◆ **Task objective**:
Search the entries below. Return every line that has "post" in it.

Stored items:
*** Begin section ***

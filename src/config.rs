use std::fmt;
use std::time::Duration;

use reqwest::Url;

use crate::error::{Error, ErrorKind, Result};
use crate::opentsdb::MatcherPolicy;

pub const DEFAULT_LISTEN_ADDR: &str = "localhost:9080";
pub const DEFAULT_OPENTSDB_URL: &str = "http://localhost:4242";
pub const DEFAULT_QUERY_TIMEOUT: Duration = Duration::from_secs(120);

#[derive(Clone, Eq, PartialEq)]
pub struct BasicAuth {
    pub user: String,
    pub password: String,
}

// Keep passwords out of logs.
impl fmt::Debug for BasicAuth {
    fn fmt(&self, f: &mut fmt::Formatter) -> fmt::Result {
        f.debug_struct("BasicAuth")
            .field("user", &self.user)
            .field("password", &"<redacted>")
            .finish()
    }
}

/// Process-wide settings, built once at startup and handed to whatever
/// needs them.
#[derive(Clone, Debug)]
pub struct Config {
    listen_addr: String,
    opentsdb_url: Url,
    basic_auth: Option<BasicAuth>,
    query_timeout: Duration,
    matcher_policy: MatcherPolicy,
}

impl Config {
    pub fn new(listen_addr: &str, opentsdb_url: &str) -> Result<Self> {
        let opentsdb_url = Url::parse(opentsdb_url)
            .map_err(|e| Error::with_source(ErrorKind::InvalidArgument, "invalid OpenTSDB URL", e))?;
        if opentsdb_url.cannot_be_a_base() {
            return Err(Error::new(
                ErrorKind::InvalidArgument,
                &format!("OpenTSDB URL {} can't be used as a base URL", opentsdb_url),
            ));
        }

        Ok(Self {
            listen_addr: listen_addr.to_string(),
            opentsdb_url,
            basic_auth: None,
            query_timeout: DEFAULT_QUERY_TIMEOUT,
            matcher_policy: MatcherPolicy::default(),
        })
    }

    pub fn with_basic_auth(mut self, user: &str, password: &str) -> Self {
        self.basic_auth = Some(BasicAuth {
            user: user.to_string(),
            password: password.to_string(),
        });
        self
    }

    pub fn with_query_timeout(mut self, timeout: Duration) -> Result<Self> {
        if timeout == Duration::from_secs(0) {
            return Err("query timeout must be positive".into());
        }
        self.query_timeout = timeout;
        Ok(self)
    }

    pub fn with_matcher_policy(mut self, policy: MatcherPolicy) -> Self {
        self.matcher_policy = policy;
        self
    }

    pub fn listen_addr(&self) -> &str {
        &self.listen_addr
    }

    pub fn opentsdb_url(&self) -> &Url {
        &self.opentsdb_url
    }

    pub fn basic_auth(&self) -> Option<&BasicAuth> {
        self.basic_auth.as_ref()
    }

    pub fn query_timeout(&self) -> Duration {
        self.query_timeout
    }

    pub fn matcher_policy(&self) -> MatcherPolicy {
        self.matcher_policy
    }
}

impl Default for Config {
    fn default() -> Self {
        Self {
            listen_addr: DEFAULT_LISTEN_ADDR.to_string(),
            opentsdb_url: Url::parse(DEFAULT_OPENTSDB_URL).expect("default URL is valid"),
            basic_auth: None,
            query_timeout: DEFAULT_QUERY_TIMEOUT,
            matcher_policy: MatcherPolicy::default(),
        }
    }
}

*** End section ***
*** Begin section ***

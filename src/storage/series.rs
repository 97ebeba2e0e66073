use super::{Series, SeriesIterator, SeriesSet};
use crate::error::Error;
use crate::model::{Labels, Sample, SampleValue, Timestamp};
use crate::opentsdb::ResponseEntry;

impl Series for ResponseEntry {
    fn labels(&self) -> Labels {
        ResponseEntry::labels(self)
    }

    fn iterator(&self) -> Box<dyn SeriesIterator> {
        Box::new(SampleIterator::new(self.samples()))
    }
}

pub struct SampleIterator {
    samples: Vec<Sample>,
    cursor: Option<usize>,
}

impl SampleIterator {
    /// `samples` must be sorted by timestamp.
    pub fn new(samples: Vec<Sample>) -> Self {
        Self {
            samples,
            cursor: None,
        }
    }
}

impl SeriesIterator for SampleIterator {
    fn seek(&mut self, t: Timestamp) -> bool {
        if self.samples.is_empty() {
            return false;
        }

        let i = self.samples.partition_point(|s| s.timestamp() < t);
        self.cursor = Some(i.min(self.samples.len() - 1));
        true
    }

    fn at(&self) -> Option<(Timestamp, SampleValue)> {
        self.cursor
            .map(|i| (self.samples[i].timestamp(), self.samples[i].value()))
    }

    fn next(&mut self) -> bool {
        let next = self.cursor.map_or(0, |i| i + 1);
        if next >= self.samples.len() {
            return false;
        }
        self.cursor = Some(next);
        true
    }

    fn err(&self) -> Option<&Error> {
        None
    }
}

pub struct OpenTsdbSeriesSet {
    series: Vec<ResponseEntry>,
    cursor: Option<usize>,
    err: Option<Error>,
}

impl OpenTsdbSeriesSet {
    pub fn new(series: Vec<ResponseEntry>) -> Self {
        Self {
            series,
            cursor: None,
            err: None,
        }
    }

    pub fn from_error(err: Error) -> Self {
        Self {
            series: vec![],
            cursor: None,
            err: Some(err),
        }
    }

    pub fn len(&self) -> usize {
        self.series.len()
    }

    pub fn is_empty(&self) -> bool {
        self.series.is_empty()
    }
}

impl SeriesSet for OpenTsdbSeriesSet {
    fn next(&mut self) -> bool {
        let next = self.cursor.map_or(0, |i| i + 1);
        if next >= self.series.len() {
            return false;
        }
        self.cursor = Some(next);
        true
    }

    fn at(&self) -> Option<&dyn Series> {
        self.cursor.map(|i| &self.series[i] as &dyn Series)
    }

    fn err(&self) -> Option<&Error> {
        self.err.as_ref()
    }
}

*** End section ***
*** Begin section ***

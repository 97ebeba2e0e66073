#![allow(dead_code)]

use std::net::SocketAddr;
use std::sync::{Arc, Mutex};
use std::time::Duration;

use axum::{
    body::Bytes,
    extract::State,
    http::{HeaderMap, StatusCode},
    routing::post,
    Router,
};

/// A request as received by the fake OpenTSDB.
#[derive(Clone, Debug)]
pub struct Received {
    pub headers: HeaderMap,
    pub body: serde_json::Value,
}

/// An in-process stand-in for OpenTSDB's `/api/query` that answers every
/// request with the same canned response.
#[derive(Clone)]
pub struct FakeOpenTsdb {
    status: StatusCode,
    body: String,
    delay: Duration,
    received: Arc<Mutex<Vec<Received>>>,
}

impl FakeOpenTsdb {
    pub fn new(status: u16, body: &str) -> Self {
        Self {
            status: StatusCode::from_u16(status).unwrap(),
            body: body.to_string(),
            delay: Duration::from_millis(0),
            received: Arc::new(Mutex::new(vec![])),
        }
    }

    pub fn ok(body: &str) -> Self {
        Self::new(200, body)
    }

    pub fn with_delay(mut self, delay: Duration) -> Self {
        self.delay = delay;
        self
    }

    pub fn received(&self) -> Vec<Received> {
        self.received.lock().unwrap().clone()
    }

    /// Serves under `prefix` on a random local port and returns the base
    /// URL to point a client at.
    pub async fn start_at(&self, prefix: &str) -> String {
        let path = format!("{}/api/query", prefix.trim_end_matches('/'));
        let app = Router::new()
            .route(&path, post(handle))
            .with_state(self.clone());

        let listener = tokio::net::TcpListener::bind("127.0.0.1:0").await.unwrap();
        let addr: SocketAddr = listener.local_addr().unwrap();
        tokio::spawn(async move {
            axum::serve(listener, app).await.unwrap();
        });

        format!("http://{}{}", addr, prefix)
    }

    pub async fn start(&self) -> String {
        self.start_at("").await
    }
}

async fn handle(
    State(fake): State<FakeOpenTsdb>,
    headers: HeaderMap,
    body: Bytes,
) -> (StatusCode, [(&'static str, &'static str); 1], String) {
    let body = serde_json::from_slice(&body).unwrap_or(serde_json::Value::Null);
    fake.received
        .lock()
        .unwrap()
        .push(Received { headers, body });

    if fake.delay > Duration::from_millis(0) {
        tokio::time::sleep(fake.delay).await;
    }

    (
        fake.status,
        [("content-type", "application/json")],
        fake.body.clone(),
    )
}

*** End section ***

◆ **Answer space**:
    routing::post,
            .route(&path, post(handle))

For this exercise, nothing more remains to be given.